The following steps show the process of setting up a cluster health check, verifying its usage, setting up the health check filter on the upstream sidecar, and simulating a health check failure.

Steps

1. Enable cluster health check

For this guide we will enable health checking from the Edge sidecar to the Grey Matter SLO service. To follow this guide on a different service, replace the mesh objects and pods with the corresponding service.

First we'll enable the health check on the upstream cluster:

greymatter edit cluster edge-to-slo-cluster

and add the following health_check object:

"health_checks": [
{
"timeout_msec": 2000,
"interval_msec": 10000,
"unhealthy_threshold": 6,
"healthy_threshold": 1,
"health_checker": {
"http_health_check": {
"path": "/objectives"
}
}
}
]

This will configure the Edge sidecar to attempt to check the health of the SLO sidecar at path /objectives every 10 seconds, with a timeout of 2 seconds. If there are 6 unhealthy responses, the SLO upstream cluster will be set as unhealthy.

We use /objectives here because the SLO service has an endpoint at that path that will return a 200 as long as the service is healthy.

2. Verify health check on cluster

Run kubectl get pods -l greymatter=edge to get the name of the Edge pod. Then exec into the Edge pod:

kubectl exec -it <edge-pod-name> -- curl localhost:8001/stats | grep health_check

You will now see a block added to the SLO cluster:

...
cluster.slo.health_check.attempt: 22
cluster.slo.health_check.degraded: 0
cluster.slo.health_check.failure: 0
cluster.slo.health_check.healthy: 1
cluster.slo.health_check.network_failure: 0
cluster.slo.health_check.passive_failure: 0
cluster.slo.health_check.success: 22
cluster.slo.health_check.verify_cluster: 0

Where you can see the health check is succeeding as healthy is 1. The values for success and failure are a count, so these stats will reflect the total number of failed and successful health checks. The value healthy indicates the status of the health check at that moment, and will determine it's value based on the healthy_threshold and unhealthy_threshold values.

Exit out of the Edge pod's shell and then check the logs of the SLO sidecar:

kubectl logs -l greymatter.io/control=slo -c sidecar

And you will see the call to /objectives at the configured interval:

"GET /objectives HTTP/1.1" 200 - 0 2 40 37 "-" "Envoy/HC" "c88fa062-345a-4e6c-9d7b-d22160d4eb30" "slo" "127.0.0.1:1337"

3. Health check filter

By default, when a health check is configured on a cluster like we did in step 1, it generates a health check request to the instances pointed at by the cluster, and determines health based on the response code. The receiving host will treat this request like any other incoming request at that path.

To configure the SLO sidecar to determine how to expect and handle any incoming health check, we need to configure the health check filter on the sidecar's ingress listener.

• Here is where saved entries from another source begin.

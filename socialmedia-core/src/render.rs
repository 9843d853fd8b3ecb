// SPDX-FileCopyrightText: 2026 Mattia Egloff <mattia.egloff@pm.me>
//
// SPDX-License-Identifier: GPL-3.0-or-later

//! Block Rendering
//!
//! Turns a configuration into the ordered link list handed to the
//! templating layer. Only active platforms produce an entry.

use serde::Serialize;

use crate::configurator::{FollowConfigurator, ShareConfigurator};
use crate::i18n::Translator;
use crate::order::{sort_by_weight, Weighted};
use crate::share::share_url;

/// Template for the follow block.
pub const FOLLOW_TEMPLATE: &str = "social_links";
/// Template for the sharing block.
pub const SHARE_TEMPLATE: &str = "social_sharing";
/// Client-side library the sharing block needs.
pub const SHARE_LIBRARY: &str = "socialmedia/socialmedia";
/// Cache context that makes output vary per route.
pub const ROUTE_CONTEXT: &str = "route";

/// Supplies the absolute, alias-resolved URL of the page being rendered.
pub trait CurrentPage {
    fn absolute_url(&self) -> String;
}

/// A fixed page URL.
#[derive(Debug, Clone, PartialEq, Eq)]
pub struct PageUrl(pub String);

impl PageUrl {
    pub fn new(url: impl Into<String>) -> Self {
        Self(url.into())
    }
}

impl CurrentPage for PageUrl {
    fn absolute_url(&self) -> String {
        self.0.clone()
    }
}

/// One rendered link.
#[derive(Debug, Clone, PartialEq, Eq, Serialize)]
pub struct RenderEntry {
    pub title: String,
    pub url: String,
    pub weight: i32,
    pub style_classes: Vec<String>,
}

impl RenderEntry {
    /// Returns the classes joined for a `class` attribute.
    pub fn class_attribute(&self) -> String {
        self.style_classes.join(" ")
    }
}

impl Weighted for RenderEntry {
    fn weight(&self) -> i32 {
        self.weight
    }
}

/// Everything the templating layer needs to render a block.
#[derive(Debug, Clone, PartialEq, Eq, Serialize)]
pub struct BlockOutput {
    pub template: String,
    pub entries: Vec<RenderEntry>,
    pub libraries: Vec<String>,
    pub cache_contexts: Vec<String>,
}

impl BlockOutput {
    /// Returns true if cached output must be keyed by route.
    pub fn varies_by_route(&self) -> bool {
        self.cache_contexts.iter().any(|c| c == ROUTE_CONTEXT)
    }

    /// Returns true if there is nothing to render.
    pub fn is_empty(&self) -> bool {
        self.entries.is_empty()
    }
}

/// Renders the follow block: one entry per platform with a non-empty link.
///
/// Links are passed through untouched.
pub fn render_follow(
    configurator: &FollowConfigurator,
    translator: &dyn Translator,
) -> BlockOutput {
    let mut entries: Vec<RenderEntry> = configurator
        .iter()
        .filter(|(_, setting)| !setting.link.is_empty())
        .map(|(platform, setting)| RenderEntry {
            title: translator.translate(platform.display_name(), &[]),
            url: setting.link.clone(),
            weight: setting.weight,
            style_classes: vec![
                format!("social-link--{}", platform.id()),
                format!("icon-social-{}", platform.id()),
            ],
        })
        .collect();

    sort_by_weight(&mut entries);

    BlockOutput {
        template: FOLLOW_TEMPLATE.to_string(),
        entries,
        libraries: Vec::new(),
        cache_contexts: Vec::new(),
    }
}

/// Renders the sharing block: one share link per enabled platform.
pub fn render_share(
    configurator: &ShareConfigurator,
    translator: &dyn Translator,
    page: &dyn CurrentPage,
) -> BlockOutput {
    let page_url = page.absolute_url();

    let mut entries: Vec<RenderEntry> = configurator
        .iter()
        .filter(|(_, setting)| setting.enabled)
        .map(|(platform, setting)| RenderEntry {
            title: translator.translate(platform.display_name(), &[]),
            url: share_url(platform.id(), &page_url),
            weight: setting.weight,
            style_classes: vec![
                format!("social-share-link--{}", platform.id()),
                format!("icon-social-{}", platform.id()),
            ],
        })
        .collect();

    sort_by_weight(&mut entries);

    BlockOutput {
        template: SHARE_TEMPLATE.to_string(),
        entries,
        libraries: vec![SHARE_LIBRARY.to_string()],
        cache_contexts: vec![ROUTE_CONTEXT.to_string()],
    }
}
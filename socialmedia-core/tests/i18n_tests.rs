// SPDX-FileCopyrightText: 2026 Mattia Egloff <mattia.egloff@pm.me>
//
// SPDX-License-Identifier: GPL-3.0-or-later

//! Tests for i18n

use socialmedia_core::*;

#[test]
fn test_english_is_source_text() {
    let catalog = Catalog::default();

    assert_eq!(catalog.locale(), Locale::English);
    assert_eq!(catalog.translate("Google+", &[]), "Google+");
    assert_eq!(
        catalog.translate("Weight for @name", &[("name", "Reddit")]),
        "Weight for Reddit"
    );
}

#[test]
fn test_unknown_string_falls_back_to_source() {
    let catalog = Catalog::new(Locale::Spanish);
    assert_eq!(catalog.translate("Instagram", &[]), "Instagram");
}

#[test]
fn test_translated_with_args() {
    let catalog = Catalog::new(Locale::Spanish);

    assert_eq!(catalog.translate("Mail", &[]), "Correo");
    assert_eq!(
        catalog.translate("@name link", &[("name", "Twitter")]),
        "Enlace de Twitter"
    );
}

#[test]
fn test_every_locale_translates_form_labels() {
    for locale in Locale::all() {
        let catalog = Catalog::new(locale);
        let title = catalog.translate("Weight for @name", &[("name", "X")]);
        assert!(title.contains('X'), "{:?}: {}", locale, title);
        assert!(!title.contains("@name"), "{:?}: {}", locale, title);
    }
}

#[test]
fn test_locale_codes() {
    for locale in Locale::all() {
        assert_eq!(Locale::from_code(locale.code()), Some(locale));
    }
    assert_eq!(Locale::from_code("de-CH"), Some(Locale::German));
    assert_eq!(Locale::from_code("fr_CA"), Some(Locale::French));
    assert_eq!(Locale::from_code(" ES-419 "), Some(Locale::Spanish));
    assert_eq!(Locale::from_code(""), None);
    assert_eq!(Locale::from_code("xx"), None);
}
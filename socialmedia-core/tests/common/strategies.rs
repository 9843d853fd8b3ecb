// SPDX-FileCopyrightText: 2026 Mattia Egloff <mattia.egloff@pm.me>
//
// SPDX-License-Identifier: GPL-3.0-or-later

//! Proptest Strategies
//!
//! Reusable proptest strategies for property-based testing.

use proptest::prelude::*;

/// Strategy for weights, including negatives as a tabledrag UI allows.
pub fn weight_strategy() -> impl Strategy<Value = i32> {
    -20i32..20
}

/// Strategy for follow links; roughly a third are empty.
pub fn link_strategy() -> impl Strategy<Value = String> {
    prop_oneof![
        1 => Just(String::new()),
        2 => ("[a-z]{3,10}", "[a-z]{2,4}")
            .prop_map(|(domain, tld)| format!("https://{}.{}/acme", domain, tld)),
    ]
}

/// Strategy for one (link, weight) per follow platform.
pub fn follow_values_strategy() -> impl Strategy<Value = Vec<(String, i32)>> {
    prop::collection::vec((link_strategy(), weight_strategy()), 6)
}

/// Strategy for one (enabled, weight) per share platform.
pub fn share_values_strategy() -> impl Strategy<Value = Vec<(bool, i32)>> {
    prop::collection::vec((any::<bool>(), weight_strategy()), 6)
}
// SPDX-FileCopyrightText: 2026 Mattia Egloff <mattia.egloff@pm.me>
//
// SPDX-License-Identifier: GPL-3.0-or-later

//! Link List Configurator
//!
//! Owns the per-platform settings of one block instance. Every platform in
//! the registry has exactly one setting; ids outside the registry never
//! get one, whether they arrive through a persisted record or an edit.

use serde_json::{Map, Value};
use std::collections::HashMap;
use tracing::{debug, warn};

use crate::order::Weighted;
use crate::platform::{Platform, PlatformRegistry};
use crate::settings::{FollowSetting, PlatformSetting, ShareSetting};

/// An edited value and weight for one platform.
#[derive(Debug, Clone, PartialEq, Eq)]
pub struct PlatformEdit<V> {
    pub value: V,
    pub weight: i32,
}

impl<V> PlatformEdit<V> {
    pub fn new(value: V, weight: i32) -> Self {
        Self { value, weight }
    }
}

impl<V> Weighted for PlatformEdit<V> {
    fn weight(&self) -> i32 {
        self.weight
    }
}

/// Values submitted from the edit form, keyed by platform id.
#[derive(Debug, Clone, PartialEq, Eq)]
pub struct EditSubmission<V> {
    edits: HashMap<String, PlatformEdit<V>>,
}

impl<V> Default for EditSubmission<V> {
    fn default() -> Self {
        Self {
            edits: HashMap::new(),
        }
    }
}

impl<V> EditSubmission<V> {
    /// Creates an empty submission.
    pub fn new() -> Self {
        Self::default()
    }

    /// Adds or replaces the edit for a platform.
    pub fn insert(&mut self, platform_id: impl Into<String>, edit: PlatformEdit<V>) {
        self.edits.insert(platform_id.into(), edit);
    }

    /// Builder-style [`insert`](Self::insert).
    pub fn with(mut self, platform_id: impl Into<String>, value: V, weight: i32) -> Self {
        self.insert(platform_id, PlatformEdit::new(value, weight));
        self
    }

    /// Gets the edit for a platform.
    pub fn get(&self, platform_id: &str) -> Option<&PlatformEdit<V>> {
        self.edits.get(platform_id)
    }

    /// Returns the submitted platform ids in no particular order.
    pub fn platform_ids(&self) -> impl Iterator<Item = &str> {
        self.edits.keys().map(String::as_str)
    }

    pub fn len(&self) -> usize {
        self.edits.len()
    }

    pub fn is_empty(&self) -> bool {
        self.edits.is_empty()
    }
}

impl<V, K: Into<String>> FromIterator<(K, PlatformEdit<V>)> for EditSubmission<V> {
    fn from_iter<I: IntoIterator<Item = (K, PlatformEdit<V>)>>(iter: I) -> Self {
        Self {
            edits: iter.into_iter().map(|(k, e)| (k.into(), e)).collect(),
        }
    }
}

/// Per-platform configuration of one block instance.
#[derive(Debug, Clone, PartialEq)]
pub struct LinkListConfigurator<S: PlatformSetting> {
    registry: PlatformRegistry,
    settings: HashMap<String, S>,
}

/// Configurator for the follow block.
pub type FollowConfigurator = LinkListConfigurator<FollowSetting>;

/// Configurator for the sharing block.
pub type ShareConfigurator = LinkListConfigurator<ShareSetting>;

impl<S: PlatformSetting> LinkListConfigurator<S> {
    /// Creates a configurator with every platform disabled at weight 0.
    pub fn defaults(registry: PlatformRegistry) -> Self {
        let settings = registry
            .ids()
            .map(|id| (id.to_string(), S::default()))
            .collect();
        Self { registry, settings }
    }

    /// Loads a persisted record.
    ///
    /// Missing platforms get defaults. Unknown ids are dropped. An entry
    /// that cannot be read, or a record that is not an object, falls back
    /// to defaults.
    pub fn from_record(registry: PlatformRegistry, record: &Value) -> Self {
        let mut configurator = Self::defaults(registry);

        let Some(map) = record.as_object() else {
            if !record.is_null() {
                warn!(
                    kind = %configurator.registry.kind(),
                    "configuration record is not an object, using defaults"
                );
            }
            return configurator;
        };

        for (id, entry) in map {
            let Some(slot) = configurator.settings.get_mut(id) else {
                debug!(platform = %id, "dropping setting for unknown platform");
                continue;
            };
            match S::deserialize(entry) {
                Ok(setting) => *slot = setting,
                Err(e) => warn!(platform = %id, error = %e, "unreadable setting, using default"),
            }
        }

        configurator
    }

    /// Parses a persisted record from JSON.
    pub fn from_json(registry: PlatformRegistry, json: &str) -> Result<Self, serde_json::Error> {
        let record: Value = serde_json::from_str(json)?;
        Ok(Self::from_record(registry, &record))
    }

    /// Produces the persisted record: one entry per platform, keyed by id.
    pub fn to_record(&self) -> Value {
        let mut map = Map::new();
        for (platform, setting) in self.iter() {
            // Settings are plain structs of strings, bools and ints.
            let entry = serde_json::to_value(setting).unwrap_or(Value::Null);
            map.insert(platform.id().to_string(), entry);
        }
        Value::Object(map)
    }

    /// Serializes the persisted record to JSON.
    pub fn to_json(&self) -> Result<String, serde_json::Error> {
        serde_json::to_string_pretty(&self.to_record())
    }

    /// Returns the registry this configuration covers.
    pub fn registry(&self) -> &PlatformRegistry {
        &self.registry
    }

    /// Gets the setting for a platform.
    pub fn setting(&self, platform_id: &str) -> Option<&S> {
        self.settings.get(platform_id)
    }

    /// Iterates platforms and their settings in registry order.
    pub fn iter(&self) -> impl Iterator<Item = (&Platform, &S)> {
        self.registry
            .platforms()
            .iter()
            .filter_map(|p| self.settings.get(p.id()).map(|s| (p, s)))
    }

    /// Returns the stored value and weight for a platform.
    ///
    /// Returns None only for ids outside the registry.
    pub fn read_for_edit(&self, platform_id: &str) -> Option<PlatformEdit<S::Value>> {
        self.setting(platform_id)
            .map(|s| PlatformEdit::new(s.value().clone(), s.weight()))
    }

    /// Overwrites settings from submitted edits.
    ///
    /// Platforms absent from the submission keep their previous setting.
    /// Submitted ids outside the registry are ignored.
    pub fn apply_edits(&mut self, edits: &EditSubmission<S::Value>) {
        for id in edits.platform_ids() {
            if !self.registry.contains(id) {
                debug!(platform = %id, "ignoring edit for unknown platform");
            }
        }

        for platform in self.registry.platforms() {
            let id = platform.id();
            match edits.get(id) {
                Some(edit) => {
                    self.settings
                        .insert(id.to_string(), S::from_edit(edit.value.clone(), edit.weight));
                }
                None => warn!(platform = %id, "no edit submitted, keeping previous setting"),
            }
        }
    }

    /// Returns true if at least one platform will render.
    pub fn has_active(&self) -> bool {
        self.settings.values().any(|s| s.is_active())
    }
}
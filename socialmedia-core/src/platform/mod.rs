// SPDX-FileCopyrightText: 2026 Mattia Egloff <mattia.egloff@pm.me>
//
// SPDX-License-Identifier: GPL-3.0-or-later

//! Platform Support
//!
//! This module provides:
//! - The two block kinds (follow links and share links)
//! - The fixed, ordered registry of platforms each block kind offers

mod registry;

pub use registry::{BlockKind, Platform, PlatformRegistry, UnknownBlockKind};
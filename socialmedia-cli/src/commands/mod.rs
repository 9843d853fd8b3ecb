//! CLI Commands

pub mod block;
pub mod platforms;
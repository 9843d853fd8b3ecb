// SPDX-FileCopyrightText: 2026 Mattia Egloff <mattia.egloff@pm.me>
//
// SPDX-License-Identifier: GPL-3.0-or-later

//! Common Test Utilities
//!
//! Shared fixtures and proptest strategies.

#![allow(dead_code)]

pub mod strategies;

use socialmedia_core::*;

/// Follow configuration with the given (id, link, weight) entries applied.
pub fn follow_config(entries: &[(&str, &str, i32)]) -> FollowConfigurator {
    let mut config = FollowConfigurator::defaults(PlatformRegistry::follow());
    let mut edits = EditSubmission::new();
    for (id, link, weight) in entries {
        edits.insert(*id, PlatformEdit::new(link.to_string(), *weight));
    }
    config.apply_edits(&edits);
    config
}

/// Share configuration with the given (id, enabled, weight) entries applied.
pub fn share_config(entries: &[(&str, bool, i32)]) -> ShareConfigurator {
    let mut config = ShareConfigurator::defaults(PlatformRegistry::share());
    let mut edits = EditSubmission::new();
    for (id, enabled, weight) in entries {
        edits.insert(*id, PlatformEdit::new(*enabled, *weight));
    }
    config.apply_edits(&edits);
    config
}

/// Ids of rendered entries, taken from their style classes.
pub fn entry_ids(output: &BlockOutput) -> Vec<String> {
    output
        .entries
        .iter()
        .map(|e| {
            e.style_classes
                .last()
                .map(|c| c.trim_start_matches("icon-social-").to_string())
                .unwrap_or_default()
        })
        .collect()
}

Options for this filter configuration are described in the filter reference docs.

greymatter edit listener listener-slo

Configure the filter by adding "envoy.health_check" to the active_http_filters list, and the configuration below to the http_filters map:

"envoy_health_check": {
"pass_through_mode": true,
"headers": [
{
"name": "user-agent",
"exact_match": "Envoy/HC"
}
]
}

The listener should look like:

{
...
"active_http_filters": [
...
"envoy.health_check"
],
"http_filters": {
...
"envoy_health_check": {
"pass_through_mode": true
}
},
"listener_key": "listener-slo",
...
}

4. Verify failure

Once this is applied, we can tell the SLO sidecar to fail its health checks.

Run kubectl get pods -l deployment=slo to get the name of the SLO pod. Then exec into the SLO pod:

kubectl exec -it <slo-pod-name> -c sidecar -- curl -XPOST localhost:8001/healthcheck/fail

This manually configures the health checks to fail, it will give response OK. If you check the SLO sidecar logs again you will now see:

"GET /objectives HTTP/1.1" 503 LH 0 0 1 - "-" "Envoy/HC" "f69b7b39-9c1a-43ba-8e33-228d0a722619" "slo" "-"

This log line returns a 503 instead of a 200 and no longer forwards the request. It knows this request is a health check from the header value for user-agent, Envoy/HC that we configured in the filter. Other requests into the SLO service will not fail because of this configuration.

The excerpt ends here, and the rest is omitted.